((

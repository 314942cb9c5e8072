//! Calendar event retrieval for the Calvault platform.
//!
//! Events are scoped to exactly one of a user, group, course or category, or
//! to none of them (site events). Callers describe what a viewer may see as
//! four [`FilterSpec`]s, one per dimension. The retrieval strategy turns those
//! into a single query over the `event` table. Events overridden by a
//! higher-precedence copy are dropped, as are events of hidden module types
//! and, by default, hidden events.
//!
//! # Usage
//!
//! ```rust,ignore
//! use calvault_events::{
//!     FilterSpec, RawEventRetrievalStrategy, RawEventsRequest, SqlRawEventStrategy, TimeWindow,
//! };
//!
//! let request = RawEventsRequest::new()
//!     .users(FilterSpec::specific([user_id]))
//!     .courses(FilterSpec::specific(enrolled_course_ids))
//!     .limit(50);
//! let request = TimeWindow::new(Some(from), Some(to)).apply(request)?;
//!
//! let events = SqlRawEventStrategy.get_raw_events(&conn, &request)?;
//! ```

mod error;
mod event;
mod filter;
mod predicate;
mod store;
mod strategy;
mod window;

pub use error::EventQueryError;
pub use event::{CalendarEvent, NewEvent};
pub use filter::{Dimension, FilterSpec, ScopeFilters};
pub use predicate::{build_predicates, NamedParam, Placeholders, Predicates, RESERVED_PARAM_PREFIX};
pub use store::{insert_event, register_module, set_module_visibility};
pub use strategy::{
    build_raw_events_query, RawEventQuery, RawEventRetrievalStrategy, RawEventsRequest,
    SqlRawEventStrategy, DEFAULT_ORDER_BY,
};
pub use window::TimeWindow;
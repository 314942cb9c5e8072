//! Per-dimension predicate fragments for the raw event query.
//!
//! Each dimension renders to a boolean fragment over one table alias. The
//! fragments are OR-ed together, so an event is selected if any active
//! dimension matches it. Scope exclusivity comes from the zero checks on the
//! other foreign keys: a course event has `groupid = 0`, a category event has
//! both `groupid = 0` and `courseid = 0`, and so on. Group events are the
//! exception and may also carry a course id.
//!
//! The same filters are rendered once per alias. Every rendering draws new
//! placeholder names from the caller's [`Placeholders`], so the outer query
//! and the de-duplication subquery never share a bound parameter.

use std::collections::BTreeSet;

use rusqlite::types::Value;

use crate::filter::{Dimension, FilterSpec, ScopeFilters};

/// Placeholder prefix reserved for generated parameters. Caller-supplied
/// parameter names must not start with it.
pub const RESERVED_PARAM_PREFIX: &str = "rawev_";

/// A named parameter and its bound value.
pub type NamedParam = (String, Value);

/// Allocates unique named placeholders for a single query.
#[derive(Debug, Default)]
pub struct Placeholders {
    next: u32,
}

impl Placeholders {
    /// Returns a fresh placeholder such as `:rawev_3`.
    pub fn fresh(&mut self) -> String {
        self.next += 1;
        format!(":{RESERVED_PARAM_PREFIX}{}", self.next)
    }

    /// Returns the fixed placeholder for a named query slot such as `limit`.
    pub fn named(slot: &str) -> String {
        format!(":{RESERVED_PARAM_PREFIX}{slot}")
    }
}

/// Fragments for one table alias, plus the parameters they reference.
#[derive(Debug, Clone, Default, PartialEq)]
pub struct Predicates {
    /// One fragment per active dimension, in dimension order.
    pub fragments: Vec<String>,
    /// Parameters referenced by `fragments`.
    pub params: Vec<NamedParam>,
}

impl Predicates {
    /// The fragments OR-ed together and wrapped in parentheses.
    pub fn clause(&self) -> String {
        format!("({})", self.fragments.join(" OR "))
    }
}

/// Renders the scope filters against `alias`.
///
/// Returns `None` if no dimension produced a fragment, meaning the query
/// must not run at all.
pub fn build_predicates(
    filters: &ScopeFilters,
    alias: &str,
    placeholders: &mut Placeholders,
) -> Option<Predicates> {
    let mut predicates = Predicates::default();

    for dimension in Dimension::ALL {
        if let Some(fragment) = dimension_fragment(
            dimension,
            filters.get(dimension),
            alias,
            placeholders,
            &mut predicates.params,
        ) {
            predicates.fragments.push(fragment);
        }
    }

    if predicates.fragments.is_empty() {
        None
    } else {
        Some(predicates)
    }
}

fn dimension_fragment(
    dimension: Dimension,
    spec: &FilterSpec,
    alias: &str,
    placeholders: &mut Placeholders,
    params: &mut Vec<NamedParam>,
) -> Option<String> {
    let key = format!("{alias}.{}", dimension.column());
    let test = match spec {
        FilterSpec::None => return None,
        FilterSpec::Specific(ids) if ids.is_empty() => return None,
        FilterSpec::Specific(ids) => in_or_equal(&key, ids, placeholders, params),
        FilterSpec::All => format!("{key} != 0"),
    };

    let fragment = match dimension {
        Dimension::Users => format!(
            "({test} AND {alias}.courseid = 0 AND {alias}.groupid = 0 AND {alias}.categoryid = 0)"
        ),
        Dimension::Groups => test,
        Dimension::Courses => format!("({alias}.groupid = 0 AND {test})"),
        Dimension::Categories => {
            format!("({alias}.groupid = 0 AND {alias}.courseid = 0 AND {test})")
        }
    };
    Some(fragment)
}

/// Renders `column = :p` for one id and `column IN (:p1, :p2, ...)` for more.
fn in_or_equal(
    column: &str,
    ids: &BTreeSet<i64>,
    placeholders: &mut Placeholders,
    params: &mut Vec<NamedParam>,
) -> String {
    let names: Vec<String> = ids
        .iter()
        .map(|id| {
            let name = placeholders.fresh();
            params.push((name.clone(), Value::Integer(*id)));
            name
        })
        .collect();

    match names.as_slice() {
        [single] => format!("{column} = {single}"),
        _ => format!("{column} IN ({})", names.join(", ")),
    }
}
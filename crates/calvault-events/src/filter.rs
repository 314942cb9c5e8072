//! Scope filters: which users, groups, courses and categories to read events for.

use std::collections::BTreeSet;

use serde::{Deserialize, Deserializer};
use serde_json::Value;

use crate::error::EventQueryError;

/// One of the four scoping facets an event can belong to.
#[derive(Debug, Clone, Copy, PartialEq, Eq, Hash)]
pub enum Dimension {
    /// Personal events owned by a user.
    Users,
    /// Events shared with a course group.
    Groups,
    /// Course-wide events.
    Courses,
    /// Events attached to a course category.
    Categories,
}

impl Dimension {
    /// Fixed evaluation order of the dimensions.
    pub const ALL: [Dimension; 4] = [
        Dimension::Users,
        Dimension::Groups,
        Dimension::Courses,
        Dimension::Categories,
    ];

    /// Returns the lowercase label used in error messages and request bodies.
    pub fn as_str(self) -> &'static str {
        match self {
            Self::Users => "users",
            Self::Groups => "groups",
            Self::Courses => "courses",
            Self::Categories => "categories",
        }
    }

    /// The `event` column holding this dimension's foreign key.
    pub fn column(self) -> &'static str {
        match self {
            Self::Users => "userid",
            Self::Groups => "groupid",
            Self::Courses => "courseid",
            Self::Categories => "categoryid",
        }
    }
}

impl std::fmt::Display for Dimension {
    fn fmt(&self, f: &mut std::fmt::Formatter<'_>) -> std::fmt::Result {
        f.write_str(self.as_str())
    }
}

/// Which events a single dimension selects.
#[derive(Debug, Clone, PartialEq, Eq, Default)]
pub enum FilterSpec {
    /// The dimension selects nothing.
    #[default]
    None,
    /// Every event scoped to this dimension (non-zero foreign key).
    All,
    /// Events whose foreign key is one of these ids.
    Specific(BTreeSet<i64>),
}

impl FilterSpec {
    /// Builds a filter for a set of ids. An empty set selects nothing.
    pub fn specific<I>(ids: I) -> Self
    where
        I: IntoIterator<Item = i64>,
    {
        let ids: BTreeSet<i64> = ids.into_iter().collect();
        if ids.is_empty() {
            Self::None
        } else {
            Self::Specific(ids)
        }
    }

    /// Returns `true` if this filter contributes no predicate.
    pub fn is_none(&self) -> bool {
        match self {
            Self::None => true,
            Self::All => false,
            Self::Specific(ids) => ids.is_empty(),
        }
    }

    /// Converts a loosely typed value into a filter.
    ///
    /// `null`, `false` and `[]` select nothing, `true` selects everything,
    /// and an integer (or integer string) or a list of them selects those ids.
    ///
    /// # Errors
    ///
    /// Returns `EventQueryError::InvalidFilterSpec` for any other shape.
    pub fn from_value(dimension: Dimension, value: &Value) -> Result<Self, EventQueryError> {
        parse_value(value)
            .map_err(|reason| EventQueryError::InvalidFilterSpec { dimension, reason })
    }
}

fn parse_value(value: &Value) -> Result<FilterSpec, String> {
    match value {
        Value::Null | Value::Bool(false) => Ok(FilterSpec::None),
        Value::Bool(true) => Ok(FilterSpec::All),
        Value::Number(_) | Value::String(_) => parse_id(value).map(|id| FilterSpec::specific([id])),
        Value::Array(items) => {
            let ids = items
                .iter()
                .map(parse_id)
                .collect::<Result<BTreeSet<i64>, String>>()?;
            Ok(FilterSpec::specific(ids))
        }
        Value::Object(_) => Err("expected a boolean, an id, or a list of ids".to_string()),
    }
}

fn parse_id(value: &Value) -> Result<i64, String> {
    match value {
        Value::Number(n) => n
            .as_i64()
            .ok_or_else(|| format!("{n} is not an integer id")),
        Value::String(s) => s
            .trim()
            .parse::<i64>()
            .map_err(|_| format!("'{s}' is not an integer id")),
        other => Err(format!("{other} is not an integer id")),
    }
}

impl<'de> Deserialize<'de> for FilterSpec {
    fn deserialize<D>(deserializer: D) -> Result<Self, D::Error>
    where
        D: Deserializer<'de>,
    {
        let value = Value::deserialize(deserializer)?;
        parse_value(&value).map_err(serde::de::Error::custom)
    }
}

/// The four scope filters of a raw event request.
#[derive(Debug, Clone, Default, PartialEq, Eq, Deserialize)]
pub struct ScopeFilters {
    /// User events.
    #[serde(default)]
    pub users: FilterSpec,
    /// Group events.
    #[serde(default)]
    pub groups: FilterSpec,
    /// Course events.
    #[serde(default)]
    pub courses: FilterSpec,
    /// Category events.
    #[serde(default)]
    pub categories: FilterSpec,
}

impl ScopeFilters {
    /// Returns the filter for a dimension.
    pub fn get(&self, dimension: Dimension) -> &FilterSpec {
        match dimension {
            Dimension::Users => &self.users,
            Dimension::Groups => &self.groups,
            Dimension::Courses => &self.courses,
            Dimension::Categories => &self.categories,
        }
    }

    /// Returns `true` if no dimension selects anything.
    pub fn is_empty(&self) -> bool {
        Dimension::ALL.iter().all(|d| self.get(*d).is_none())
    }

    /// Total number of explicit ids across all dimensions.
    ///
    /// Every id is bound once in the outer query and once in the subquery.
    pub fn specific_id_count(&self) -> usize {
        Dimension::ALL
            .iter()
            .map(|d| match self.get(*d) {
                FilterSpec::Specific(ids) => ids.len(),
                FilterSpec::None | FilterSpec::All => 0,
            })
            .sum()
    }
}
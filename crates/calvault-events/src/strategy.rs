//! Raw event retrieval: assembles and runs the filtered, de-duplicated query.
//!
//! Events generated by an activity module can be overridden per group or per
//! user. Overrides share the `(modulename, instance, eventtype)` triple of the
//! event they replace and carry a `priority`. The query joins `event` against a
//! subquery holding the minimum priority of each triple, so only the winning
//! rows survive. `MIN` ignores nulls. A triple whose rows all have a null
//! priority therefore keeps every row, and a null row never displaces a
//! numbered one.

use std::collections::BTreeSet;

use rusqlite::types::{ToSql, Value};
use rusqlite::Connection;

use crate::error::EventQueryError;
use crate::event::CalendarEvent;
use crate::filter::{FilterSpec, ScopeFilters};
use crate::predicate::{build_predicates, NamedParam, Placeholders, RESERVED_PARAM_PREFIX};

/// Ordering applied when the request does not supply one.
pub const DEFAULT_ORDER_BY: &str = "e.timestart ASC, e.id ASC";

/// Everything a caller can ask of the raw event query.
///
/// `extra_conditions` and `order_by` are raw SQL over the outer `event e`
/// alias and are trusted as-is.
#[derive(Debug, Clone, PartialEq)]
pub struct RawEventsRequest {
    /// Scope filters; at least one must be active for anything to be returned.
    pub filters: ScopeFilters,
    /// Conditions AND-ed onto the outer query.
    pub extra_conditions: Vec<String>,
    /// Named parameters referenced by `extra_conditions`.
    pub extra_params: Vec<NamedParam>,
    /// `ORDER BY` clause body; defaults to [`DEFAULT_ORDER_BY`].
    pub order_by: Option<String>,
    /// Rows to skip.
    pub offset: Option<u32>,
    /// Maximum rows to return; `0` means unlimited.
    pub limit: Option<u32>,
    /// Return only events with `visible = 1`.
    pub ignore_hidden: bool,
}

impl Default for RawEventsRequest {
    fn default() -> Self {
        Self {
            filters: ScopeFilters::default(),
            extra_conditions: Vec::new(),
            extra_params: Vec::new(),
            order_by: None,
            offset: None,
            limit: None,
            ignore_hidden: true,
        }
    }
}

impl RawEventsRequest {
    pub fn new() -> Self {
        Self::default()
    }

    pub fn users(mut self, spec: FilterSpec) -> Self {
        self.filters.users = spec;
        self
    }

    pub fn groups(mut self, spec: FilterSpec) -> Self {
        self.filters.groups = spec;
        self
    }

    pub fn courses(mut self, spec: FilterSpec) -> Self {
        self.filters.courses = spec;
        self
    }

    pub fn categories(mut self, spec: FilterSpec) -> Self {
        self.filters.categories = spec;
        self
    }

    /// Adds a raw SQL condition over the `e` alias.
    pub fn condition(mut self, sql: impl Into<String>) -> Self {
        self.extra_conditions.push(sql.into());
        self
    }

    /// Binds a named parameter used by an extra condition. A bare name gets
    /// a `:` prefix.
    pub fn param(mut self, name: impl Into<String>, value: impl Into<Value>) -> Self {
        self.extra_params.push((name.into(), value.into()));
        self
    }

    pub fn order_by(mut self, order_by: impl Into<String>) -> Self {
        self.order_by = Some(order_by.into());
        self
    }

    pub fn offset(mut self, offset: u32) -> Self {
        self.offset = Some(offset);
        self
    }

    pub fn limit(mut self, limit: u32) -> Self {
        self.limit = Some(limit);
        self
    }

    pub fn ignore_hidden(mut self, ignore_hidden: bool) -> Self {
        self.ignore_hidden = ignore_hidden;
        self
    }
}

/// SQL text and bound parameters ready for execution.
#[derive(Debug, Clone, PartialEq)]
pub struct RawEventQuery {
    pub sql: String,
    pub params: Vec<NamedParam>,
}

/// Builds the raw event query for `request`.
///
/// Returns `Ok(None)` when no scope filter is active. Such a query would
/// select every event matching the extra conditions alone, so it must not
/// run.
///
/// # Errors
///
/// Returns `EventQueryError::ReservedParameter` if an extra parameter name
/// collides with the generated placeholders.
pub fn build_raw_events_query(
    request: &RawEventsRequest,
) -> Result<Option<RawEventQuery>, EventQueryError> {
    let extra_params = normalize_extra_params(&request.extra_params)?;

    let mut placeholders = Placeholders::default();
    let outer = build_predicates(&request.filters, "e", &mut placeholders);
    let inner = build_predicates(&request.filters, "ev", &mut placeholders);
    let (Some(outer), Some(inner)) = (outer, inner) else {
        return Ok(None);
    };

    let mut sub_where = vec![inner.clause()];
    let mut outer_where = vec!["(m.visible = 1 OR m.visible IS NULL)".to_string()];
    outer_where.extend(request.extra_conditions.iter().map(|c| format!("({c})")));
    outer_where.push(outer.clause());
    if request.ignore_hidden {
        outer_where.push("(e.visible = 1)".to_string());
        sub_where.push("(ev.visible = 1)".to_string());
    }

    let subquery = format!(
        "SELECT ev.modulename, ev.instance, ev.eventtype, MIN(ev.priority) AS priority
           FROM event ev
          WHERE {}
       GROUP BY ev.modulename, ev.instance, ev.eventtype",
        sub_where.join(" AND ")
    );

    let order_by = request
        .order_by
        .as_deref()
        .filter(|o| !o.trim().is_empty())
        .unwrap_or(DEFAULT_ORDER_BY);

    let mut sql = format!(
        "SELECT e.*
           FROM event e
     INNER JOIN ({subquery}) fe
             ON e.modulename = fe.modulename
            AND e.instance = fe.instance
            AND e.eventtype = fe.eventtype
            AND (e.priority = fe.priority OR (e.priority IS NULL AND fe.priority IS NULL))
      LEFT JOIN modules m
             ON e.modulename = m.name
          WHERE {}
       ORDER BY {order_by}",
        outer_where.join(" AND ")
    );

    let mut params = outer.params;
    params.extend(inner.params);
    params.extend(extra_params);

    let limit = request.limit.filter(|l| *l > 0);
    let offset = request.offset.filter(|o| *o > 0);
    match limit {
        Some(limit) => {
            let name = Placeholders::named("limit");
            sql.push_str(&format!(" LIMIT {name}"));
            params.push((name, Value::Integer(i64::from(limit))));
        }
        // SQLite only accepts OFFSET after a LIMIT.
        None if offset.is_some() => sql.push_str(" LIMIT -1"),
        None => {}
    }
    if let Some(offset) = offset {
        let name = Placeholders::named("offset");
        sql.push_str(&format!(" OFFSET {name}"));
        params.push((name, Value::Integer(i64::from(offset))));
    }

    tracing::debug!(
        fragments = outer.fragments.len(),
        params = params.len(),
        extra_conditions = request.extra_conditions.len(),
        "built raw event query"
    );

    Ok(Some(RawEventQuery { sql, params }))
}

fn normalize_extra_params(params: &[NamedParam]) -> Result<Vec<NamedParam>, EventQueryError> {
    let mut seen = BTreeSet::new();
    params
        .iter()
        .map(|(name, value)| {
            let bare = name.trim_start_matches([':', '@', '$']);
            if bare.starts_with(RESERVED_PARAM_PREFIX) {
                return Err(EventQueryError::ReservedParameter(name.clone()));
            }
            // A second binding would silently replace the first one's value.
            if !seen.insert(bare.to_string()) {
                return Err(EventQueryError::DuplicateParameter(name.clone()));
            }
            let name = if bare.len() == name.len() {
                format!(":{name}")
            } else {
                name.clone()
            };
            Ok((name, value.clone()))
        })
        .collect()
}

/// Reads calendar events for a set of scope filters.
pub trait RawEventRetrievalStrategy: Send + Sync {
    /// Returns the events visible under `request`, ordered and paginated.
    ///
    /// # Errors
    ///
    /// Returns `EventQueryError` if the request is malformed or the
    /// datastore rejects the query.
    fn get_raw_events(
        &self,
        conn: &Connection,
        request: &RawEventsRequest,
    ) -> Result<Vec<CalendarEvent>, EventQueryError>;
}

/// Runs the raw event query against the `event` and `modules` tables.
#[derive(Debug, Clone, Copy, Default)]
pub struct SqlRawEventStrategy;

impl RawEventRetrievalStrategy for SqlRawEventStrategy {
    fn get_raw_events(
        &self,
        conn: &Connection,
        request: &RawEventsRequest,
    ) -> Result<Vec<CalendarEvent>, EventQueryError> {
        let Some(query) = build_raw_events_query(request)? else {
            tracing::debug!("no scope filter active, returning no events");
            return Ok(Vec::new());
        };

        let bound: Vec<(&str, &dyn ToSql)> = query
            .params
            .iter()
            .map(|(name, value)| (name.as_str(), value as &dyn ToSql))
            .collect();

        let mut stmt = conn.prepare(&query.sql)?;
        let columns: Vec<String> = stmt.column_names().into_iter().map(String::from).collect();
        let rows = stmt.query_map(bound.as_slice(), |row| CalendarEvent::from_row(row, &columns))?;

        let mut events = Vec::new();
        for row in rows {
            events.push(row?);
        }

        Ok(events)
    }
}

))

About this task. Work out how many lines in the records include "nothing". Only the number should be given.

Exercise result. 3